Traditional lenders in the home loan market are led by a set of guidelines that informs them about their client’s history. Based on this data, they are able to proceed with various avenues of investment on their behalf. Yet problems arise when that record has experienced setbacks.
Here is where a bad credit mortgage broker steps into the breach. As the industry introduced standards to protect borrowers from engaging in nefarious or unethical practices, it has become more difficult for brokers in this field to help out an individual who does not have a 100% clean bill of financial health throughout their expenditure and application processes.
Fortunately these professionals who operate as a niche bad credit mortgage broker can guide a client to take steps that regular brokers would naturally avoid or pass off to another party.
Here is a few key points where they can provide significant value should you require a broker in this department.

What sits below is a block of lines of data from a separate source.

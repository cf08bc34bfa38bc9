//! Configuration loading and merging logic.
//!
//! # Configuration Hierarchy
//!
//! Configuration is loaded in the following order (later sources override
//! earlier ones):
//! 1. **Hardcoded defaults** - Built-in fallback values
//! 2. **User config** - `~/.orgsweep/config.toml` (global user preferences)
//! 3. **Project config** - `./.orgsweep/config.toml` (project-specific overrides)
//! 4. **CLI arguments** - Command-line flags (highest priority)

use std::fs;
use std::path::Path;

use crate::config::types::{ApiConfig, SnapshotConfig, SweepConfig};
use crate::errors::ConfigError;

/// Load configuration from the hierarchy of config files.
///
/// # Errors
///
/// Returns an error on unreadable or unparseable files. Missing config
/// files are not errors.
pub fn load_hierarchy() -> Result<SweepConfig, ConfigError> {
    let mut config = SweepConfig::default();

    if let Some(home_dir) = dirs::home_dir() {
        let user_path = home_dir.join(".orgsweep").join("config.toml");
        if let Some(user_config) = load_config_file(&user_path)? {
            config = merge_configs(config, user_config);
        }
    }

    let project_path = std::env::current_dir()?
        .join(".orgsweep")
        .join("config.toml");
    if let Some(project_config) = load_config_file(&project_path)? {
        config = merge_configs(config, project_config);
    }

    Ok(config)
}

/// Load a configuration file from the given path. A missing file yields
/// `None`; any other read failure or a parse failure is an error.
fn load_config_file(path: &Path) -> Result<Option<SweepConfig>, ConfigError> {
    let content = match fs::read_to_string(path) {
        Ok(content) => content,
        Err(e) if e.kind() == std::io::ErrorKind::NotFound => return Ok(None),
        Err(source) => return Err(ConfigError::IoError { source }),
    };

    let config: SweepConfig =
        toml::from_str(&content).map_err(|e| ConfigError::ConfigParseError {
            path: path.display().to_string(),
            message: e.to_string(),
        })?;
    Ok(Some(config))
}

/// Merge two configurations, with `override_config` taking precedence.
///
/// Optional fields replace base values only if present. The `domain` and
/// `token_env` fields always take the override's value, so a project config
/// lacking an `[api]` section resets them to their defaults.
pub fn merge_configs(base: SweepConfig, override_config: SweepConfig) -> SweepConfig {
    SweepConfig {
        api: ApiConfig {
            domain: override_config.api.domain,
            organization: override_config.api.organization.or(base.api.organization),
            token_env: override_config.api.token_env,
        },
        snapshot: SnapshotConfig {
            input: override_config.snapshot.input.or(base.snapshot.input),
            output: override_config.snapshot.output,
        },
        protected: crate::config::types::ProtectedConfig {
            file: override_config.protected.file.or(base.protected.file),
        },
    }
}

Eliminates Payday Lender Option
The rise of payday lender brands can be a positive for those that require an up-front cash injection to cover a loan repayment, yet the consensus is that this often starts a negative spiral of debt that is almost impossible to control.
A bad credit mortgage broker is tasked with the ability to refinance a client who could be charged upwards of 20-25% interest on a payday lender loan, seeing them fail to recover their position and forced to file for bankruptcy. This operator will work discreetly, however there is a strong need for transparency as black marks will require an explanation to continue onto the next phase.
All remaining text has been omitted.